Okay, okay, das Beispiel ist klischeebeladen. Dennoch verdeutlicht es das Wokefishing. Denn Tom gehen Tierwohl und Gleichberechtigung am Allerwertesten vorbei. Er hat lediglich behauptet, was Lisa hören wollte, um bei ihr zu landen.
Das ist einer der Hauptgründe für die Lügenparade und das Verstellen. Betreiben Menschen Wokefishing, wollen sie andere manipulieren. Sei es, um möglichst schnell mit ihnen im Bett zu landen oder um eine Beziehung einzugehen. Dazu ist ihnen jedes Mittel recht.
Wokefishing kann aber tatsächlich auch aus Versehen passieren. Zum Beispiel, weil jemand ein Konzept nicht vollständig verstanden hat oder von einer falschen Annahme ausgeht.
Was macht Wokefishing so verabscheuungswürdig?

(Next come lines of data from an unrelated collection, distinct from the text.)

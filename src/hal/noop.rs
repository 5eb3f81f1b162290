/* This Source Code Form is subject to the terms of the Mozilla Public
 * License, v. 2.0. If a copy of the MPL was not distributed with this
 * file, You can obtain one at http://mozilla.org/MPL/2.0/. */

//! A software backend that models driver truth.
//!
//! Recorded commands only touch the driver-side table when they are
//! submitted, and the retirement counter lags submission unless waited
//! on, so the gap between the tracked belief and the device-true state
//! is observable. The inspection methods exist for tests that must
//! probe actual driver state rather than the runtime's bookkeeping.

use crate::{
    hal::{AllocationError, BindTarget, DeviceError, OwnershipTransfer, TextureBarrier},
    resource::{TextureDescriptor, TextureFormat, TextureUsage},
    state::{ImageLayout, QueueOwner, ResourceState},
    FastHashMap, SubmissionIndex,
};

use parking_lot::Mutex;

use std::{ops::Range, sync::Arc};

pub const MAX_DIMENSION: u32 = 8192;
pub const TEXTURE_UNITS: u32 = 8;

#[derive(Clone, Debug)]
pub struct Api;

impl crate::hal::Api for Api {
    type Device = Device;
    type Queue = Queue;
    type CommandEncoder = Encoder;
    type TextureHandle = u32;
}

#[derive(Debug)]
enum Command {
    Barrier {
        texture: u32,
        layouts: Range<ImageLayout>,
    },
    Release {
        texture: u32,
        layouts: Range<ImageLayout>,
        owners: Range<QueueOwner>,
    },
    Acquire {
        texture: u32,
        layouts: Range<ImageLayout>,
        owners: Range<QueueOwner>,
    },
}

#[derive(Debug, Default)]
struct DriverTable {
    next_id: u32,
    states: FastHashMap<u32, ResourceState>,
    bindings: FastHashMap<(u32, BindTarget), u32>,
    fail_next_create: bool,
}

impl DriverTable {
    fn execute(&mut self, command: Command) {
        match command {
            Command::Barrier { texture, layouts } => {
                let state = self
                    .states
                    .get_mut(&texture)
                    .expect("barrier on a destroyed texture");
                debug_assert!(
                    state.layout == layouts.start || layouts.start == ImageLayout::Undefined,
                    "barrier source layout {:?} does not match device layout {:?}",
                    layouts.start,
                    state.layout
                );
                state.layout = layouts.end;
            }
            Command::Release {
                texture,
                layouts,
                owners,
            } => {
                let state = self
                    .states
                    .get_mut(&texture)
                    .expect("release on a destroyed texture");
                state.layout = layouts.end;
                state.owner = owners.end;
            }
            Command::Acquire {
                texture,
                layouts,
                owners,
            } => {
                let state = self
                    .states
                    .get_mut(&texture)
                    .expect("acquire on a destroyed texture");
                state.layout = layouts.end;
                state.owner = owners.end;
            }
        }
    }
}

/// A command stream under construction. Nothing here reaches the
/// driver table until the encoder is submitted.
#[derive(Debug, Default)]
pub struct Encoder {
    commands: Vec<Command>,
}

impl crate::hal::CommandEncoder<Api> for Encoder {
    fn texture_barrier(&mut self, barrier: TextureBarrier<Api>) {
        self.commands.push(Command::Barrier {
            texture: barrier.texture,
            layouts: barrier.layouts,
        });
    }

    fn release_ownership(&mut self, transfer: OwnershipTransfer<Api>) {
        self.commands.push(Command::Release {
            texture: transfer.texture,
            layouts: transfer.layouts,
            owners: transfer.owners,
        });
    }

    fn acquire_ownership(&mut self, transfer: OwnershipTransfer<Api>) {
        self.commands.push(Command::Acquire {
            texture: transfer.texture,
            layouts: transfer.layouts,
            owners: transfer.owners,
        });
    }
}

#[derive(Debug)]
pub struct Device {
    shared: Arc<Mutex<DriverTable>>,
}

#[derive(Debug)]
pub struct Queue {
    shared: Arc<Mutex<DriverTable>>,
    last_submitted: SubmissionIndex,
    last_retired: SubmissionIndex,
}

/// Open a fresh software device/queue pair.
pub fn create() -> (Device, Queue) {
    let shared = Arc::new(Mutex::new(DriverTable::default()));
    (
        Device {
            shared: Arc::clone(&shared),
        },
        Queue {
            shared,
            last_submitted: 0,
            last_retired: 0,
        },
    )
}

impl Device {
    /// Make the next allocation fail with `OutOfMemory`.
    pub fn fail_next_allocation(&self) {
        self.shared.lock().fail_next_create = true;
    }

    /// The device-true state of a texture, or `None` if it is not
    /// alive.
    pub fn driver_state(&self, texture: u32) -> Option<ResourceState> {
        self.shared.lock().states.get(&texture).copied()
    }

    pub fn is_alive(&self, texture: u32) -> bool {
        self.shared.lock().states.contains_key(&texture)
    }

    /// The driver-reported binding for a slot.
    pub fn bound_texture(&self, unit: u32, target: BindTarget) -> Option<u32> {
        self.shared.lock().bindings.get(&(unit, target)).copied()
    }

    /// Register a texture that was created behind the runtime's back,
    /// as interop code would. Returns the native handle.
    pub fn register_external_texture(&self, state: ResourceState) -> u32 {
        let mut table = self.shared.lock();
        table.next_id += 1;
        let id = table.next_id;
        table.states.insert(id, state);
        id
    }

    /// Bind directly, bypassing any cache above — models raw driver
    /// calls made outside the runtime's control.
    pub fn bind_texture_raw(&self, unit: u32, target: BindTarget, texture: Option<u32>) {
        let mut table = self.shared.lock();
        match texture {
            Some(id) => {
                table.bindings.insert((unit, target), id);
            }
            None => {
                table.bindings.remove(&(unit, target));
            }
        }
    }
}

impl crate::hal::Device<Api> for Device {
    fn create_texture(
        &self,
        desc: &TextureDescriptor,
    ) -> Result<(u32, ResourceState), AllocationError> {
        let mut table = self.shared.lock();
        if table.fail_next_create {
            table.fail_next_create = false;
            return Err(AllocationError::OutOfMemory);
        }
        let dim = desc.width.max(desc.height);
        if dim > MAX_DIMENSION {
            return Err(AllocationError::TooLarge {
                dim,
                limit: MAX_DIMENSION,
            });
        }
        if desc.format == TextureFormat::R8Unorm && desc.usage.contains(TextureUsage::COLOR_TARGET)
        {
            return Err(AllocationError::UnsupportedFormat);
        }
        table.next_id += 1;
        let id = table.next_id;
        // Fresh allocations come back with undefined contents and no
        // tracked owner, like a newly created Vulkan image.
        let state = ResourceState::new(ImageLayout::Undefined, QueueOwner::Ignored);
        table.states.insert(id, state);
        Ok((id, state))
    }

    unsafe fn destroy_texture(&self, texture: u32) {
        let mut table = self.shared.lock();
        table.states.remove(&texture);
        // Deleting a texture unbinds it from every slot it occupied.
        table.bindings.retain(|_, bound| *bound != texture);
    }

    fn create_command_encoder(&self) -> Encoder {
        Encoder::default()
    }

    fn bind_texture(&self, unit: u32, target: BindTarget, texture: Option<u32>) {
        self.bind_texture_raw(unit, target, texture);
    }

    fn texture_unit_count(&self) -> u32 {
        TEXTURE_UNITS
    }
}

impl crate::hal::Queue<Api> for Queue {
    fn submit<I: Iterator<Item = Encoder>>(
        &mut self,
        command_buffers: I,
        wait_for_completion: bool,
    ) -> Result<SubmissionIndex, DeviceError> {
        let mut table = self.shared.lock();
        for encoder in command_buffers {
            for command in encoder.commands {
                table.execute(command);
            }
        }
        self.last_submitted += 1;
        if wait_for_completion {
            self.last_retired = self.last_submitted;
        }
        Ok(self.last_submitted)
    }

    fn retired(&self) -> SubmissionIndex {
        self.last_retired
    }

    fn wait(&mut self, index: SubmissionIndex) -> Result<(), DeviceError> {
        if index > self.last_submitted {
            return Err(DeviceError::Lost);
        }
        if index > self.last_retired {
            self.last_retired = index;
        }
        Ok(())
    }
}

Im Vergleich zum Pigging erscheint das Wokefishing harmlos. Doch bei genauerer Betrachtung ist es das nicht. Wir gehen Beziehungen mit Menschen ein, die unsere Werte teilen. Sind die gemeinsamen Werte nur vorgespielt, ist das Erwachen für das Opfer schockierend. Zugleich ist es ein emotionaler Missbrauch. Je länger die Scharade anhält, umso schwerer wird das Vertrauen verletzt und geschädigt. Für Opfer hat das oftmals verheerende Folgen im weiteren (Dating-)Leben. Von der verschwendeten Lebenszeit ganz zu schweigen.
Wokefishern sind die Auswirkungen egal. Manche ziehen einen Macht- und Lustgewinn daraus, ihre Partner hinters Licht zu führen. Sie kommen Chamäleons gleich, die ihre vermeintlichen Vorlieben und Einstellungen nahtlos ändern, um andere Menschen um den Finger zu wickeln. Andere sind unsicher oder wissen, dass sie mit ihren Ansichten keinen Partner finden. Statt nun aber an sich zu arbeiten, setzen sie eine Maske auf.

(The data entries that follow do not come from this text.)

/* This Source Code Form is subject to the terms of the Mozilla Public
 * License, v. 2.0. If a copy of the MPL was not distributed with this
 * file, You can obtain one at http://mozilla.org/MPL/2.0/. */

use crate::{Epoch, Index};

use std::{fmt, marker::PhantomData};

/// An identifier for an arena slot, packing the slot index together with
/// an epoch that distinguishes re-uses of the same index.
///
/// Ids are handed out by the device and stored inside every handle and
/// internal object that aliases the same resource. They are the shared
/// reference: copying an id never copies the state record it points at.
#[repr(transparent)]
pub struct Id<T>(u64, PhantomData<T>);

impl<T> Id<T> {
    pub(crate) fn zip(index: Index, epoch: Epoch) -> Self {
        Id(index as u64 | ((epoch as u64) << 32), PhantomData)
    }

    pub(crate) fn unzip(self) -> (Index, Epoch) {
        (self.0 as u32, (self.0 >> 32) as u32)
    }
}

impl<T> Copy for Id<T> {}

impl<T> Clone for Id<T> {
    fn clone(&self) -> Self {
        Self(self.0, PhantomData)
    }
}

impl<T> fmt::Debug for Id<T> {
    fn fmt(&self, formatter: &mut fmt::Formatter) -> fmt::Result {
        self.unzip().fmt(formatter)
    }
}

impl<T> std::hash::Hash for Id<T> {
    fn hash<H: std::hash::Hasher>(&self, state: &mut H) {
        self.0.hash(state);
    }
}

impl<T> PartialEq for Id<T> {
    fn eq(&self, other: &Self) -> bool {
        self.0 == other.0
    }
}

impl<T> Eq for Id<T> {}

/// Marker types for the phantom parameter of [`Id`].
///
/// Using markers instead of the resource structs themselves keeps ids
/// independent of the backend type parameter.
pub(crate) mod markers {
    #[derive(Debug)]
    pub enum Texture {}
}

pub type TextureId = Id<markers::Texture>;

#[test]
fn test_id_roundtrip() {
    let id = TextureId::zip(37, 2);
    assert_eq!(id.unzip(), (37, 2));
    assert_eq!(id, id.clone());
    assert_ne!(id, TextureId::zip(37, 3));
}
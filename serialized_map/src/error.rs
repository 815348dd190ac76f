use thiserror::Error;

/// Errors returned when editing the persisted entry list of a
/// [`SerializedMap`](crate::SerializedMap).
///
/// Both variants hand the rejected key back to the caller. A failed operation never modifies the
/// map.
#[derive(Error, Clone, Debug, PartialEq, Eq)]
pub enum SerializedMapError<K> {
    /// An entry with this key is already present in the list.
    #[error("an entry with key {key:?} already exists")]
    DuplicateKey {
        /// The rejected key.
        key: K,
    },
    /// No entry with this key is present in the list.
    #[error("no entry with key {key:?} exists")]
    KeyNotFound {
        /// The rejected key.
        key: K,
    },
}

impl<K> SerializedMapError<K> {
    /// Returns the key that caused the error.
    pub fn key(&self) -> &K {
        match self {
            SerializedMapError::DuplicateKey { key } | SerializedMapError::KeyNotFound { key } => {
                key
            }
        }
    }
    /// Returns the key that caused the error, consuming the error.
    pub fn into_key(self) -> K {
        match self {
            SerializedMapError::DuplicateKey { key } | SerializedMapError::KeyNotFound { key } => {
                key
            }
        }
    }
}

Wie schütze ich mich vor Wokefishing?
Geübte und begabte Wokefisher – oder auch Catfisher, wenn wir schon dabei sind – können die Lügen und die Schauspielerei über Jahre hinweg aufrechterhalten. Dementsprechend schwierig ist es, den Betrug zu enttarnen. Dennoch gibt es Möglichkeiten, das Risiko zu senken.
- Setz auf Slow Dating. Langsames Kennenlernen siebt zumindest die Menschen aus, die möglichst schnell in deinem Bett landen wollen.
- Bring kontroverse Themen auf. Plappert dein Dating-Partner lediglich die Meinungen anderer nach oder hat er sich eingehend und vielschichtig damit beschäftigt und eigene Ideen?
- Stelle Fragen, ohne Antworten zu liefern. „So ein Zufall, ich auch!“ lässt sich unfassbar einfach an alles anbinden, was du sagst. Ebenso einfach ist es, deine Meinungen umformuliert zu wiederholen. Wokefisher machen sich das zunutze. Bei neu aufgeworfenen Fragen funktioniert die Taktik nicht.
- Achte auf die Person in verschiedenen Kontexten. Ändert sie ihre Meinung abhängig vom Gesprächspartner? Das ist ein eindeutiges Anzeichen dafür, dass das Vortäuschen von Gemeinsamkeiten eine Gewohnheit ist.
Zusätzlich kannst du nach den Hintergründen für die Werte fragen. Wokefisher liefern vorgefertigte Antworten oder kommen heftig ins Straucheln. Die Frage „Warum?“ bringt sie zumindest bei tiefergehenden und für sie neuen Fragen aus dem Konzept.